On May 9, 2018, three explosions rocked Sara Wahedi’s Kabul neighborhood. As residents were left in the dark without any real-time information from authorities, Wahedi, a former Afghan refugee, had an epiphany in the aftermath. 

“It was like a lightbulb moment for me – this is exactly the kind of tool that needs to exist in crisis states, in crisis regions,” she told the USA for UNCHR.

Real-Time Crisis alerts

Since its inception nearly six years ago, Ehtesab has issued over a quarter-million crowdsourced alerts, covering everything from explosions and arrests to road closures, traffic accidents, extreme weather, and earthquakes. 

The name Ehtesab, derived from Dari and Pashto words for transparency, accountability, and responsibility, underscores the app’s mission. 

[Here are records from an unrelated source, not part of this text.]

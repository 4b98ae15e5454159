//! Label-selector criteria over configuration entry metadata.
//!
//! A criteria expression is a comma-joined list of clauses over label keys
//! (`mta_id=demo,app_name`), percent-encoded for transport once assembled.
//! Keys and values follow Kubernetes label rules; violations surface as
//! [`ValidationError`] naming the rule and the offending value.
//!
//! Builders are immutable values: every clause consumes the builder and
//! returns a new one, so partially built criteria can be cloned and branched
//! safely.

use std::fmt;

use percent_encoding::{AsciiSet, CONTROLS, utf8_percent_encode};

use crate::error::{LabelRule, ValidationError};

/// RFC 3986 query-component escaping. The selector's structural characters
/// (`=`, `!`, `,`, parentheses) are legal in a query and survive unescaped.
const QUERY_ENCODE_SET: &AsciiSet = &CONTROLS
    .add(b' ')
    .add(b'"')
    .add(b'#')
    .add(b'<')
    .add(b'>');

pub const MAX_LABEL_LENGTH: usize = 63;

/// A compiled, URL-encoded filter expression. Immutable once built; opaque
/// to callers except for equality and length checks.
#[derive(Debug, Clone, PartialEq, Eq, Hash)]
pub struct MtaMetadataCriteria {
    query: String,
}

impl MtaMetadataCriteria {
    pub fn query(&self) -> &str {
        &self.query
    }

    pub fn len(&self) -> usize {
        self.query.len()
    }

    pub fn is_empty(&self) -> bool {
        self.query.is_empty()
    }
}

impl fmt::Display for MtaMetadataCriteria {
    fn fmt(&self, f: &mut fmt::Formatter<'_>) -> fmt::Result {
        f.write_str(&self.query)
    }
}

/// Combinable builder holding the clauses accumulated so far.
#[derive(Debug, Clone, Default)]
pub struct MtaMetadataCriteriaBuilder {
    queries: Vec<String>,
}

impl MtaMetadataCriteriaBuilder {
    pub fn new() -> Self {
        Self::default()
    }

    /// Open a clause over `key`. The key is validated eagerly.
    pub fn label(self, key: &str) -> Result<LabelCriteriaBuilder, ValidationError> {
        validate_label_key(key)?;
        Ok(LabelCriteriaBuilder {
            queries: self.queries,
            key: key.to_string(),
        })
    }

    /// Open a clause over `prefix/key`. Prefix and key are validated
    /// separately, under the same rules.
    pub fn namespaced_label(
        self,
        prefix: &str,
        key: &str,
    ) -> Result<LabelCriteriaBuilder, ValidationError> {
        validate_label_prefix(prefix)?;
        validate_label_key(key)?;
        Ok(LabelCriteriaBuilder {
            queries: self.queries,
            key: format!("{prefix}/{key}"),
        })
    }

    /// Join the accumulated clauses and percent-encode the result.
    pub fn build(self) -> MtaMetadataCriteria {
        let joined = self.queries.join(",");
        MtaMetadataCriteria {
            query: utf8_percent_encode(&joined, QUERY_ENCODE_SET).to_string(),
        }
    }
}

/// A clause under construction for one label key. Each finishing method
/// returns the combinable builder with the clause appended.
#[derive(Debug, Clone)]
pub struct LabelCriteriaBuilder {
    queries: Vec<String>,
    key: String,
}

impl LabelCriteriaBuilder {
    pub fn exists(self) -> MtaMetadataCriteriaBuilder {
        let clause = self.key.clone();
        self.close(clause)
    }

    pub fn not_exists(self) -> MtaMetadataCriteriaBuilder {
        let clause = format!("!{}", self.key);
        self.close(clause)
    }

    pub fn have_value(self, value: &str) -> Result<MtaMetadataCriteriaBuilder, ValidationError> {
        validate_label_value(value)?;
        let clause = format!("{}={}", self.key, value);
        Ok(self.close(clause))
    }

    pub fn not_have_value(
        self,
        value: &str,
    ) -> Result<MtaMetadataCriteriaBuilder, ValidationError> {
        validate_label_value(value)?;
        let clause = format!("{}!={}", self.key, value);
        Ok(self.close(clause))
    }

    pub fn value_in<S: AsRef<str>>(
        self,
        values: &[S],
    ) -> Result<MtaMetadataCriteriaBuilder, ValidationError> {
        let rendered = render_value_set(values)?;
        let clause = format!("{} in ({rendered})", self.key);
        Ok(self.close(clause))
    }

    pub fn value_not_in<S: AsRef<str>>(
        self,
        values: &[S],
    ) -> Result<MtaMetadataCriteriaBuilder, ValidationError> {
        let rendered = render_value_set(values)?;
        let clause = format!("{} notin ({rendered})", self.key);
        Ok(self.close(clause))
    }

    fn close(mut self, clause: String) -> MtaMetadataCriteriaBuilder {
        self.queries.push(clause);
        MtaMetadataCriteriaBuilder {
            queries: self.queries,
        }
    }
}

fn render_value_set<S: AsRef<str>>(values: &[S]) -> Result<String, ValidationError> {
    let mut rendered = Vec::with_capacity(values.len());
    for value in values {
        validate_label_value(value.as_ref())?;
        rendered.push(value.as_ref().to_string());
    }
    Ok(rendered.join(","))
}

pub fn validate_label_key(key: &str) -> Result<(), ValidationError> {
    validate("label key", key)
}

fn validate_label_prefix(prefix: &str) -> Result<(), ValidationError> {
    validate("label prefix", prefix)
}

/// Blank values are legal in selectors and skip validation entirely.
pub fn validate_label_value(value: &str) -> Result<(), ValidationError> {
    if value.is_empty() {
        return Ok(());
    }
    validate("label value", value)
}

fn validate(subject: &'static str, value: &str) -> Result<(), ValidationError> {
    if value.is_empty() {
        return Err(ValidationError::new(subject, LabelRule::Empty, value));
    }
    if value.len() > MAX_LABEL_LENGTH {
        return Err(ValidationError::new(subject, LabelRule::TooLong, value));
    }
    let first = value.chars().next();
    let last = value.chars().last();
    let edge_ok = |c: Option<char>| c.is_some_and(|c| c.is_ascii_alphanumeric());
    if !edge_ok(first) || !edge_ok(last) {
        return Err(ValidationError::new(
            subject,
            LabelRule::EdgeNotAlphanumeric,
            value,
        ));
    }
    if !value
        .chars()
        .all(|c| c.is_ascii_alphanumeric() || matches!(c, '-' | '_' | '.'))
    {
        return Err(ValidationError::new(
            subject,
            LabelRule::InvalidCharacter,
            value,
        ));
    }
    Ok(())
}

#[cfg(test)]
mod tests {
    use super::*;

    #[test]
    fn test_round_trip_two_clauses() {
        let criteria = MtaMetadataCriteriaBuilder::new()
            .label("mta_id")
            .unwrap()
            .have_value("demo")
            .unwrap()
            .label("app_name")
            .unwrap()
            .exists()
            .build();
        assert_eq!(criteria.query(), "mta_id=demo,app_name");
    }

    #[test]
    fn test_all_clause_forms() {
        let criteria = MtaMetadataCriteriaBuilder::new()
            .label("a")
            .unwrap()
            .not_exists()
            .label("b")
            .unwrap()
            .not_have_value("x")
            .unwrap()
            .label("c")
            .unwrap()
            .value_in(&["1", "2"])
            .unwrap()
            .label("d")
            .unwrap()
            .value_not_in(&["3"])
            .unwrap()
            .build();
        assert_eq!(criteria.query(), "!a,b!=x,c%20in%20(1,2),d%20notin%20(3)");
    }

    #[test]
    fn test_namespaced_label() {
        let criteria = MtaMetadataCriteriaBuilder::new()
            .namespaced_label("deploy.example.com", "mta_id")
            .unwrap()
            .exists()
            .build();
        assert_eq!(criteria.query(), "deploy.example.com/mta_id");
    }

    #[test]
    fn test_builder_branching_is_safe() {
        let base = MtaMetadataCriteriaBuilder::new()
            .label("mta_id")
            .unwrap()
            .have_value("demo")
            .unwrap();

        let narrowed = base
            .clone()
            .label("namespace")
            .unwrap()
            .have_value("prod")
            .unwrap()
            .build();
        let broad = base.build();

        assert_eq!(broad.query(), "mta_id=demo");
        assert_eq!(narrowed.query(), "mta_id=demo,namespace=prod");
    }

    #[test]
    fn test_empty_value_is_legal() {
        let criteria = MtaMetadataCriteriaBuilder::new()
            .label("flag")
            .unwrap()
            .have_value("")
            .unwrap()
            .build();
        assert_eq!(criteria.query(), "flag=");
    }

    #[test]
    fn test_key_validation_rules() {
        let empty = MtaMetadataCriteriaBuilder::new().label("").unwrap_err();
        assert_eq!(empty.rule, LabelRule::Empty);

        let long = MtaMetadataCriteriaBuilder::new()
            .label(&"x".repeat(64))
            .unwrap_err();
        assert_eq!(long.rule, LabelRule::TooLong);

        let edge = MtaMetadataCriteriaBuilder::new().label("-abc").unwrap_err();
        assert_eq!(edge.rule, LabelRule::EdgeNotAlphanumeric);

        let charset = MtaMetadataCriteriaBuilder::new().label("a b").unwrap_err();
        assert_eq!(charset.rule, LabelRule::InvalidCharacter);
        assert_eq!(charset.subject, "label key");
        assert_eq!(charset.value, "a b");
    }

    #[test]
    fn test_value_validation_rules() {
        let err = MtaMetadataCriteriaBuilder::new()
            .label("key")
            .unwrap()
            .have_value("bad:value")
            .unwrap_err();
        assert_eq!(err.rule, LabelRule::InvalidCharacter);
        assert_eq!(err.subject, "label value");

        let err = MtaMetadataCriteriaBuilder::new()
            .label("key")
            .unwrap()
            .value_in(&["ok", "also ok"])
            .unwrap_err();
        assert_eq!(err.rule, LabelRule::InvalidCharacter);
    }

    #[test]
    fn test_sixty_three_char_key_is_accepted() {
        let key = "k".repeat(63);
        assert!(validate_label_key(&key).is_ok());
    }
}
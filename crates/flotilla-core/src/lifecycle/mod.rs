//! Application lifecycle reconciliation.
//!
//! Derives where an application is ([`current_state`]) and where the
//! deployment wants it ([`desired_state`]), then computes the action set
//! bridging the two ([`actions_to_achieve`]).

pub mod actions;
pub mod state;

pub use actions::{actions_to_achieve, ApplicationStateAction};
pub use state::{
    current_state, desired_state, ApplicationSnapshot, ApplicationStartupState, RequestedState,
    StartupIntent,
};
//! Order command implementation.
//!
//! Computes service processing layers for a descriptor.

use std::path::PathBuf;

use anyhow::Context;
use serde::Serialize;

use crate::model;
use crate::ordering;

/// Options for the order command
#[derive(Debug, Clone)]
pub struct OrderOptions {
    /// Path to the deployment descriptor YAML
    pub descriptor: PathBuf,
}

impl OrderOptions {
    pub fn new(descriptor: impl Into<PathBuf>) -> Self {
        Self {
            descriptor: descriptor.into(),
        }
    }
}

/// Result of service ordering
#[derive(Debug, Clone, Serialize)]
pub struct OrderReport {
    /// Service resource names, grouped by processing layer
    pub layers: Vec<Vec<String>>,
}

/// Order command orchestrator
#[derive(Debug, Default)]
pub struct OrderCommand;

impl OrderCommand {
    pub fn new() -> Self {
        Self
    }

    pub fn run(&self, options: &OrderOptions) -> anyhow::Result<OrderReport> {
        let descriptor = model::parse_path(&options.descriptor)?;
        let layers = ordering::ready_layers(&descriptor).with_context(|| {
            format!(
                "unable to order services of '{}'",
                options.descriptor.display()
            )
        })?;
        Ok(OrderReport { layers })
    }
}

#[cfg(test)]
mod tests {
    use super::*;
    use std::io::Write;

    #[test]
    fn test_order_reports_layers() {
        let dir = tempfile::tempdir().unwrap();
        let path = dir.path().join("mtad.yaml");
        let mut file = std::fs::File::create(&path).unwrap();
        file.write_all(
            br#"
_schema-version: "3"
ID: services
version: 1.0.0
resources:
  - name: database
    type: org.cloudfoundry.managed-service
  - name: schema
    type: org.cloudfoundry.managed-service
    requires:
      - name: database
"#,
        )
        .unwrap();

        let report = OrderCommand::new()
            .run(&OrderOptions::new(&path))
            .unwrap();
        assert_eq!(
            report.layers,
            vec![vec!["database".to_string()], vec!["schema".to_string()]]
        );
    }
}
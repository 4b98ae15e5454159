//! Reference resolution over deployment descriptors.
//!
//! Layered bottom-up: `reference` knows the token syntax, `resolver`
//! substitutes tokens from descriptor scope chains, `expander` rewrites
//! values when one reference becomes several, `references` replaces
//! configuration resources with registry content, and `pipeline` runs the
//! whole sequence and reports the outcome.

pub mod expander;
pub mod pipeline;
pub mod reference;
pub mod references;
pub mod resolver;

pub use pipeline::{DescriptorResolver, ResolutionContext, ResolutionReport};
pub use reference::{contains_reference, find_tokens, unescape, ReferenceToken};
pub use references::{ConfigurationReferencesResolver, ResolvedConfigurationReference};
pub use resolver::ReferenceResolver;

“Access to information is one of those rights that many people don’t know is entrenched in the Universal Declaration of Human Rights,” said Wahedi. “There should never be a politicization of urgent information,”

Empowering Women And Refugee Youth

Today, 60% of Ehtesab’s employees are women in software engineering and data analysis positions. The organization is committed to amplifying women’s voices through technology and machine learning. 

Whedi is advancing a feature on Ehtesab that woul enable users to report instances of gender apartheid.

Additionally, Wahedi is dedicated to including Afghan refugee youth in critical decision-making processes. 

Speaking at the Global Refugee Forum in December 2023, she highlighted the potential and challenges Afghan refugee youth face, describing them as “the architects of Afghanistan’s future.”

What’s next for Sara Whedi?

A recent graduate of Columbia University, Whedi pursued a major in urban studies and concentration in architecture, focusing on technology, law, and policy.

She spent her summers in Cupertino, California, interning for Apple’s AI and machine learning teams, while continuing to lead Ehtesab.

As a Clarendon Scholar, Whedi will continue her studies at Oxford University in the UK.

She also envisions expanding Ehtesab to other countries, advocating for the universal right to immediate, non-politicized information to ensure community safety and health.